Hahn’s big data approach to uncovering new insights about autism has also been used to examine the effectiveness of possible treatments, and the idea that ASD — although extremely heterogonous — may have some subgroups.
He and his team use depersonalized medical data to perform these analyses, and continue to dig deeper into their model and its abilities as more data becomes available.
“This was a question we definitely had to answer as many individuals with ASD have one or more co-occurring condition,” Hahn said. “These findings will also guide some of our future research.”
Autism spectrum disorder (ASD) is a developmental disability that can cause significant social, communication and behavioral challenges. There is often nothing about how people with ASD look that sets them apart from other people, but people with ASD may communicate, interact, behave, and learn in ways that are different from most other people.
The learning, thinking, and problem-solving abilities of people with ASD can range from gifted to severely challenged. Some people with ASD need a lot of help in their daily lives; others need less.
A diagnosis of ASD now includes several conditions that used to be diagnosed separately: autistic disorder, pervasive developmental disorder not otherwise specified (PDD-NOS), and Asperger syndrome. These conditions are now all called autism spectrum disorder.
Signs and Symptoms
People with ASD often have problems with social, emotional, and communication skills. They might repeat certain behaviors and might not want change in their daily activities. Many people with ASD also have different ways of learning, paying attention, or reacting to things. Signs of ASD begin during early childhood and typically last throughout a person’s life.
Children or adults with ASD might:
- not point at objects to show interest (for example, not point at an airplane flying over)
- not look at objects when another person points at them
- have trouble relating to others or not have an interest in other people at all
- avoid eye contact and want to be alone
- have trouble understanding other people’s feelings or talking about their own feelings
- prefer not to be held or cuddled, or might cuddle only when they want to
- appear to be unaware when people talk to them, but respond to other sounds
- be very interested in people, but not know how to talk, play, or relate to them
- repeat or echo words or phrases said to them, or repeat words or phrases in place of normal language
- have trouble expressing their needs using typical words or motions
- not play “pretend” games (for example, not pretend to “feed” a doll)
- repeat actions over and over again
- have trouble adapting when a routine changes
- have unusual reactions to the way things smell, taste, look, feel, or sound
- lose skills they once had (for example, stop saying words they were using)

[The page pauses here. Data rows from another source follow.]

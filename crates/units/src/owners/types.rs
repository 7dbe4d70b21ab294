// ---------------------------------------------------------------------------
// Owner flags
// ---------------------------------------------------------------------------

pub const OWNER_CREATED: u16 = 0b0000_0001;
pub const OWNER_ABANDONED: u16 = 0b0000_0010;
pub const OWNER_COLLAPSED: u16 = 0b0000_0100;

/// Building behaviours that own citizen units.
#[derive(Debug, Clone, Copy, PartialEq, Eq, Hash)]
pub enum BuildingKind {
    /// Zoned residential, commercial, industrial and office buildings.
    Private,
    CargoStation,
    Cemetery,
    Childcare,
    Depot,
    DisasterResponse,
    DoomsdayVault,
    EarthquakeSensor,
    Eldercare,
    FireStation,
    FirewatchTower,
    FishFarm,
    FishingHarbor,
    HadronCollider,
    HeatingPlant,
    HelicopterDepot,
    Hospital,
    IndustryBuilding,
    LandfillSite,
    Library,
    MainCampus,
    MainIndustry,
    MaintenanceDepot,
    Market,
    Monument,
    Park,
    ParkBuilding,
    ParkGate,
    PoliceStation,
    PostOffice,
    PowerPlant,
    RadioMast,
    Sauna,
    School,
    Shelter,
    SnowDump,
    SpaceElevator,
    SpaceRadar,
    TourBuilding,
    Warehouse,
    WaterCleaner,
    WaterFacility,
    WeatherRadar,
}

/// Vehicle behaviours that own citizen units.
#[derive(Debug, Clone, Copy, PartialEq, Eq, Hash)]
pub enum VehicleKind {
    Ambulance,
    AmbulanceCopter,
    Bicycle,
    Blimp,
    Bus,
    CableCar,
    DisasterResponseCopter,
    DisasterResponseVehicle,
    Ferry,
    FireTruck,
    Hearse,
    ParkMaintenance,
    PassengerCar,
    PassengerPlane,
    PassengerShip,
    PassengerTrain,
    PoliceCar,
    PoliceCopter,
    Taxi,
    Tram,
    Trolleybus,
}

#[derive(Debug, Clone, Copy, PartialEq, Eq, Hash)]
pub enum OwnerKind {
    Building(BuildingKind),
    Vehicle(VehicleKind),
}

/// Per-owner numbers the counting rules read.
///
/// Which field means what depends on the kind: `capacity` is the corpse,
/// patient, jail, shelter, student or passenger capacity, `crew` is the
/// paramedic, driver, officer, firefighter or worker count.
#[derive(Debug, Clone, Copy, Default, PartialEq, Eq)]
pub struct CapacityParams {
    pub homes: u32,
    /// Workplaces per education level.
    pub workplaces: [u32; 4],
    /// Visit places per building level.
    pub visit_places: [u32; 3],
    pub capacity: u32,
    pub crew: u32,
}

impl CapacityParams {
    pub fn total_workplaces(&self) -> u32 {
        self.workplaces.iter().sum()
    }

    pub fn total_visit_places(&self) -> u32 {
        self.visit_places.iter().sum()
    }
}

#[derive(Debug, Clone, Copy, PartialEq, Eq)]
pub struct OwnerInfo {
    pub kind: OwnerKind,
    pub level: u8,
    pub params: CapacityParams,
}

#[derive(Debug, Clone, Copy, Default, PartialEq, Eq)]
pub struct Building {
    pub flags: u16,
    pub info: Option<OwnerInfo>,
    /// Head of the building's unit chain.
    pub citizen_units: u32,
}

impl Building {
    /// Created, standing, and of a known kind.
    pub fn is_valid(&self) -> bool {
        self.flags & OWNER_CREATED != 0
            && self.flags & (OWNER_ABANDONED | OWNER_COLLAPSED) == 0
            && self.info.is_some()
    }
}

#[derive(Debug, Clone, Copy, Default, PartialEq, Eq)]
pub struct Vehicle {
    pub flags: u16,
    pub info: Option<OwnerInfo>,
    pub citizen_units: u32,
}

impl Vehicle {
    pub fn is_valid(&self) -> bool {
        self.flags & OWNER_CREATED != 0 && self.info.is_some()
    }
}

Diagnosing ASD can be difficult since there is no medical test, like a blood test, to diagnose the disorders. Doctors look at the child’s behavior and development to make a diagnosis.
ASD can sometimes be detected at 18 months or younger. By age 2, a diagnosis by an experienced professional can be considered very reliable.1 However, many children do not receive a final diagnosis until much older. This delay means that children with ASD might not get the early help they need.

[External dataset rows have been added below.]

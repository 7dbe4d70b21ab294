use std::path::PathBuf;

use bevy::prelude::*;
use units::{MigrationContext, SettingsChanged};

use crate::settings_file::{read_settings, write_settings};

// ---------------------------------------------------------------------------
// Resources
// ---------------------------------------------------------------------------

/// Where the unit settings live on disk.
#[derive(Resource, Debug, Clone)]
pub struct SettingsPath(pub PathBuf);

impl Default for SettingsPath {
    fn default() -> Self {
        Self(PathBuf::from("more_citizen_units.cfg"))
    }
}

// ---------------------------------------------------------------------------
// Plugin
// ---------------------------------------------------------------------------

/// Loads unit settings before anything reads them and writes them back
/// whenever they change. Requires `UnitsPlugin`.
pub struct SavePlugin;

impl Plugin for SavePlugin {
    fn build(&self, app: &mut App) {
        app.init_resource::<SettingsPath>();

        // PreStartup, so the capacity patches applied at Startup already see
        // the stored settings.
        app.add_systems(PreStartup, load_settings);
        app.add_systems(Update, persist_settings);
    }
}

// ---------------------------------------------------------------------------
// Systems
// ---------------------------------------------------------------------------

fn load_settings(path: Res<SettingsPath>, mut ctx: ResMut<MigrationContext>) {
    match read_settings(&path.0) {
        Ok(Some(settings)) => {
            info!("Loaded unit settings from {}", path.0.display());
            ctx.settings = settings;
        }
        Ok(None) => {
            info!(
                "No unit settings at {}, using defaults",
                path.0.display()
            );
        }
        Err(e) => {
            warn!(
                "Ignoring unit settings at {}: {e}. Using defaults",
                path.0.display()
            );
        }
    }
}

/// Writes the most recent settings seen this frame.
fn persist_settings(path: Res<SettingsPath>, mut events: EventReader<SettingsChanged>) {
    let Some(SettingsChanged(settings)) = events.read().last().copied() else {
        return;
    };
    if let Err(e) = write_settings(&path.0, &settings) {
        error!("Failed to save unit settings to {}: {e}", path.0.display());
    }
}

There is currently no cure for ASD. However, research shows that early intervention treatment services can improve a child’s development.2, 3 Early intervention services help children from birth to 3 years old (36 months) learn important skills. Services can include therapy to help the child talk, walk, and interact with others. Therefore, it is important to talk to your child’s doctor as soon as possible if you think your child has ASD or other developmental problem.

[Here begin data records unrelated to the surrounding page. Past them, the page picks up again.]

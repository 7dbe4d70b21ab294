use bevy::prelude::*;

use super::{CapacityPatchSet, InstructionPatcher, MethodTable, PatchEntry, PatchResult};

/// Counts from applying a [`CapacityPatchSet`].
#[derive(Debug, Clone, Copy, Default, PartialEq, Eq)]
pub struct PatchSetReport {
    pub methods_patched: u32,
    pub sites_rewritten: u32,
    pub literal_missing: u32,
    pub method_missing: u32,
}

/// Owns the host's patcher and remembers every method it rewrote.
#[derive(Resource)]
pub struct PatchHost {
    patcher: Box<dyn InstructionPatcher>,
    /// Patched targets in application order.
    applied: Vec<&'static str>,
    capacity_set_applied: bool,
    chunk_applied: bool,
}

impl Default for PatchHost {
    fn default() -> Self {
        Self::new(MethodTable::default())
    }
}

impl PatchHost {
    pub fn new(patcher: impl InstructionPatcher + 'static) -> Self {
        Self {
            patcher: Box::new(patcher),
            applied: Vec::new(),
            capacity_set_applied: false,
            chunk_applied: false,
        }
    }

    pub fn applied_count(&self) -> usize {
        self.applied.len()
    }

    pub fn is_patched(&self, target: &str) -> bool {
        self.applied.iter().any(|t| *t == target)
    }

    pub fn capacity_set_applied(&self) -> bool {
        self.capacity_set_applied
    }

    pub fn chunk_applied(&self) -> bool {
        self.chunk_applied
    }

    fn apply_entry(&mut self, entry: &PatchEntry, report: &mut PatchSetReport) {
        match self
            .patcher
            .apply(entry.target, entry.matcher, &entry.rewrite)
        {
            PatchResult::Applied { sites } => {
                if !self.applied.contains(&entry.target) {
                    self.applied.push(entry.target);
                }
                report.methods_patched += 1;
                report.sites_rewritten += sites;
            }
            PatchResult::LiteralNotFound => {
                warn!(
                    "No literal {} found in {}, leaving it unpatched",
                    entry.matcher.0, entry.target
                );
                report.literal_missing += 1;
            }
            PatchResult::MethodNotFound if entry.optional => {
                debug!("Optional patch target {} not present", entry.target);
                report.method_missing += 1;
            }
            PatchResult::MethodNotFound => {
                warn!("Patch target {} not found", entry.target);
                report.method_missing += 1;
            }
        }
    }

    /// Applies the literal rewrites. Does nothing if they are already in.
    pub fn apply_capacity_set(&mut self, set: &CapacityPatchSet) -> PatchSetReport {
        let mut report = PatchSetReport::default();
        if self.capacity_set_applied {
            return report;
        }
        for entry in set.entries() {
            self.apply_entry(entry, &mut report);
        }
        self.capacity_set_applied = true;
        info!(
            "Capacity patches: {} methods, {} sites rewritten ({} without literal, {} missing)",
            report.methods_patched,
            report.sites_rewritten,
            report.literal_missing,
            report.method_missing
        );
        report
    }

    /// Applies the chunk-size rewrite. Returns true if it is in place.
    pub fn apply_chunk(&mut self, set: &CapacityPatchSet) -> bool {
        if self.chunk_applied {
            return true;
        }
        let mut report = PatchSetReport::default();
        self.apply_entry(set.chunk_entry(), &mut report);
        self.chunk_applied = report.methods_patched == 1;
        self.chunk_applied
    }

    /// Reverts everything, newest first. Returns the number of methods
    /// restored.
    pub fn revert_all(&mut self) -> u32 {
        let mut restored = 0;
        for target in self.applied.drain(..).rev() {
            if self.patcher.revert(target) {
                restored += 1;
            } else {
                warn!("Could not revert patch on {target}");
            }
        }
        self.capacity_set_applied = false;
        self.chunk_applied = false;
        if restored > 0 {
            info!("Reverted unit capacity patches on {restored} methods");
        }
        restored
    }
}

Even if your child has not been diagnosed with an ASD, he or she may be eligible for early intervention treatment services. The Individuals with Disabilities Education Act (IDEA)external icon says that children under the age of 3 years (36 months) who are at risk of having developmental delays may be eligible for services. These services are provided through an early intervention system in your state. Through this system, you can ask for an evaluation.
In addition, treatment for particular symptoms, such as speech therapy for language delays, often does not need to wait for a formal ASD diagnosis.
Causes and Risk Factors
We do not know all of the causes of ASD. However, we have learned that there are likely many causes for multiple types of ASD. There may be many different factors that make a child more likely to have an ASD, including environmental, biologic and genetic factors.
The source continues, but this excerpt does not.